● **Task statement**: In the entries below, how many lines contain "impl"? Answer with the number and nothing else.

- - -

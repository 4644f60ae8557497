//! Graph construction for a resolved colony.
//!
//! Every pin becomes a [`PinNode`]. The link graph and the route graph each
//! receive their own copy of those nodes, so layout decorations added to the
//! route graph never show up in the link graph. Construction runs in this
//! order:
//!
//! 1. Check that pin ids are unique and that every link and route endpoint
//!    is a pin of the colony.
//! 2. Build the base nodes.
//! 3. Build the link graph.
//! 4. Build the route graph, assigning commodity colors as routes go in.
//! 5. Add rank groups and alignment edges to the route graph.
//! 6. Turn the collected commodity colors into the legend.

mod graph_base;
mod grouping;
mod legend;
mod link;
mod node;
mod route;

pub use graph_base::PinGraph;
pub use legend::{LEGEND_SHAPE, LegendGraph, LegendNode};
pub use link::{LinkEdge, LinkGraph};
pub use node::{NodeStyle, PinNode, PinShape};
pub use route::{AlignmentEdge, FlowEdge, Rank, RankGroup, RouteEdge, RouteGraph};

use std::collections::HashSet;

use log::{debug, info};

use colony_graph_core::{catalog::Catalog, identifier::PinId, semantic::ColonyModel};
use colony_graph_loader::ValidationError;

use crate::{
    config::{GraphStyle, LayoutConfig},
    error::{ColonyError, EdgeKind, IntegrityError},
};

/// The three graphs derived from one colony.
#[derive(Debug, Clone)]
pub(crate) struct ColonyGraphs {
    pub(crate) link_graph: LinkGraph,
    pub(crate) route_graph: RouteGraph,
    pub(crate) legend_graph: LegendGraph,
}

/// Builds the link, route, and legend graphs of a colony.
pub(crate) fn build_graphs(
    model: &ColonyModel,
    catalog: &impl Catalog,
    layout: &LayoutConfig,
    style: &GraphStyle,
) -> Result<ColonyGraphs, ColonyError> {
    check_pins(model)?;

    let nodes: Vec<PinNode> = model
        .pins
        .iter()
        .map(|pin| PinNode::from_pin(pin, layout.position_scale(), style))
        .collect();

    let link_graph = link::build_link_graph(&nodes, &model.links, style)?;

    let mut colors = legend::ColorCache::default();
    let mut route_graph =
        route::build_route_graph(&nodes, &model.routes, catalog, &mut colors, style)?;

    grouping::align_rank_groups(&mut route_graph, layout.alignment_weight())?;
    debug!(
        rank_groups = route_graph.rank_groups().len(),
        alignment_edges = route_graph.alignment_edges().count();
        "Route graph aligned"
    );

    let legend_graph = colors.into_legend();

    info!(
        nodes = nodes.len(),
        links = link_graph.edge_count(),
        routes = model.routes.len(),
        commodities = legend_graph.node_count();
        "Colony graphs built"
    );

    Ok(ColonyGraphs {
        link_graph,
        route_graph,
        legend_graph,
    })
}

/// Fails on a repeated pin id, then on the first link or route whose
/// endpoint is not a pin.
///
/// Links are checked before routes, each in input order.
fn check_pins(model: &ColonyModel) -> Result<(), ColonyError> {
    let mut pins: HashSet<PinId> = HashSet::with_capacity(model.pins.len());
    for pin in &model.pins {
        if !pins.insert(pin.id) {
            return Err(ValidationError::DuplicatePin(pin.id).into());
        }
    }

    let links = model
        .links
        .iter()
        .map(|link| (EdgeKind::Link, link.source, link.destination));
    let routes = model
        .routes
        .iter()
        .map(|route| (EdgeKind::Route, route.source, route.destination));

    for (kind, source, destination) in links.chain(routes) {
        if let Some(missing) = [source, destination]
            .into_iter()
            .find(|pin| !pins.contains(pin))
        {
            return Err(IntegrityError {
                kind,
                source_pin: source,
                destination_pin: destination,
                missing,
            }
            .into());
        }
    }

    Ok(())
}
//! Overlapping window iteration.
//!
//! [`SlidingWindow`] walks a finite sequence and yields every run of `size`
//! consecutive items: `[a, b, c, d]` with size 2 yields `[a, b]`, `[b, c]`,
//! `[c, d]`. A sequence shorter than the window yields nothing, as does a
//! window of size zero.
//!
//! The adapter is lazy and holds at most `size` items. It is not meant for
//! unbounded sources; each call site builds a fresh adapter from its input.

use std::{collections::VecDeque, iter::Fuse};

/// Iterator adapter yielding overlapping windows of a fixed size.
#[derive(Debug, Clone)]
pub struct SlidingWindow<I>
where
    I: Iterator,
{
    iter: Fuse<I>,
    size: usize,
    window: VecDeque<I::Item>,
    primed: bool,
}

impl<I> SlidingWindow<I>
where
    I: Iterator,
    I::Item: Clone,
{
    /// Creates a window adapter of `size` items over `iter`.
    pub fn new(iter: impl IntoIterator<IntoIter = I>, size: usize) -> Self {
        Self {
            iter: iter.into_iter().fuse(),
            size,
            window: VecDeque::with_capacity(size),
            primed: false,
        }
    }

    fn snapshot(&self) -> Vec<I::Item> {
        self.window.iter().cloned().collect()
    }
}

impl<I> Iterator for SlidingWindow<I>
where
    I: Iterator,
    I::Item: Clone,
{
    type Item = Vec<I::Item>;

    fn next(&mut self) -> Option<Self::Item> {
        if self.size == 0 {
            return None;
        }

        if !self.primed {
            self.primed = true;
            while self.window.len() < self.size {
                self.window.push_back(self.iter.next()?);
            }
            return Some(self.snapshot());
        }

        let item = self.iter.next()?;
        self.window.pop_front();
        self.window.push_back(item);
        Some(self.snapshot())
    }
}

/// Extension methods for building windows from any iterator.
pub trait WindowExt: Iterator + Sized
where
    Self::Item: Clone,
{
    /// Returns overlapping windows of `size` items.
    fn sliding_window(self, size: usize) -> SlidingWindow<Self> {
        SlidingWindow::new(self, size)
    }

    /// Returns each item paired with its successor.
    ///
    /// # Examples
    ///
    /// ```
    /// use colony_graph_core::window::WindowExt;
    ///
    /// let pairs: Vec<_> = ['a', 'b', 'c', 'd'].into_iter().pairwise().collect();
    /// assert_eq!(pairs, vec![('a', 'b'), ('b', 'c'), ('c', 'd')]);
    /// ```
    fn pairwise(self) -> impl Iterator<Item = (Self::Item, Self::Item)> {
        self.sliding_window(2)
            .filter_map(|window| <[Self::Item; 2]>::try_from(window).ok())
            .map(|[first, second]| (first, second))
    }
}

impl<I> WindowExt for I
where
    I: Iterator,
    I::Item: Clone,
{
}

#[cfg(test)]
mod tests {
    use super::*;

    #[test]
    fn test_pairs_over_four_items() {
        let windows: Vec<Vec<char>> = SlidingWindow::new(['a', 'b', 'c', 'd'], 2).collect();
        assert_eq!(
            windows,
            vec![vec!['a', 'b'], vec!['b', 'c'], vec!['c', 'd']]
        );
    }

    #[test]
    fn test_single_item_yields_nothing() {
        assert_eq!(['a'].into_iter().pairwise().count(), 0);
    }

    #[test]
    fn test_empty_yields_nothing() {
        let empty: Vec<u32> = Vec::new();
        assert_eq!(empty.into_iter().pairwise().count(), 0);
    }

    #[test]
    fn test_exact_length_yields_one_window() {
        let windows: Vec<Vec<u32>> = vec![1, 2, 3].into_iter().sliding_window(3).collect();
        assert_eq!(windows, vec![vec![1, 2, 3]]);
    }

    #[test]
    fn test_zero_size_yields_nothing() {
        assert_eq!(vec![1, 2, 3].into_iter().sliding_window(0).count(), 0);
    }

    #[test]
    fn test_exhausted_adapter_stays_exhausted() {
        let mut windows = vec![1].into_iter().sliding_window(2);
        assert_eq!(windows.next(), None);
        assert_eq!(windows.next(), None);
    }

    #[test]
    fn test_restart_by_rebuilding() {
        let items = vec![1, 2, 3];
        let first: Vec<_> = items.iter().pairwise().collect();
        let second: Vec<_> = items.iter().pairwise().collect();
        assert_eq!(first, second);
    }
}
//! Identifier types for colony entities.
//!
//! Pins are addressed by the numeric identifier the colony record assigns
//! them. The [`PinId`] newtype keeps those identifiers from being mixed up
//! with type, schematic, or commodity identifiers, which stay plain integers
//! through the [`TypeId`] and [`SchematicId`] aliases.

use std::{fmt, str::FromStr};

use serde::Deserialize;

/// Catalog identifier of an item type (installations and commodities).
pub type TypeId = u32;

/// Catalog identifier of a production schematic.
pub type SchematicId = u32;

/// Identifier of a pin, unique within its owning colony.
///
/// # Examples
///
/// ```
/// use colony_graph_core::identifier::PinId;
///
/// let id = PinId::new(1_019_312_845);
/// assert_eq!(id.get(), 1_019_312_845);
/// assert_eq!(id.to_string(), "1019312845");
/// ```
#[derive(Debug, Clone, Copy, PartialEq, Eq, PartialOrd, Ord, Hash, Deserialize)]
#[serde(transparent)]
pub struct PinId(u64);

impl PinId {
    /// Creates a `PinId` from its raw numeric value.
    pub const fn new(raw: u64) -> Self {
        Self(raw)
    }

    /// Returns the raw numeric value.
    pub const fn get(self) -> u64 {
        self.0
    }
}

impl fmt::Display for PinId {
    fn fmt(&self, f: &mut fmt::Formatter<'_>) -> fmt::Result {
        write!(f, "{}", self.0)
    }
}

impl From<u64> for PinId {
    fn from(raw: u64) -> Self {
        Self::new(raw)
    }
}

impl FromStr for PinId {
    type Err = std::num::ParseIntError;

    fn from_str(s: &str) -> Result<Self, Self::Err> {
        s.trim().parse().map(Self)
    }
}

- - -

● **Solution to this task**: 10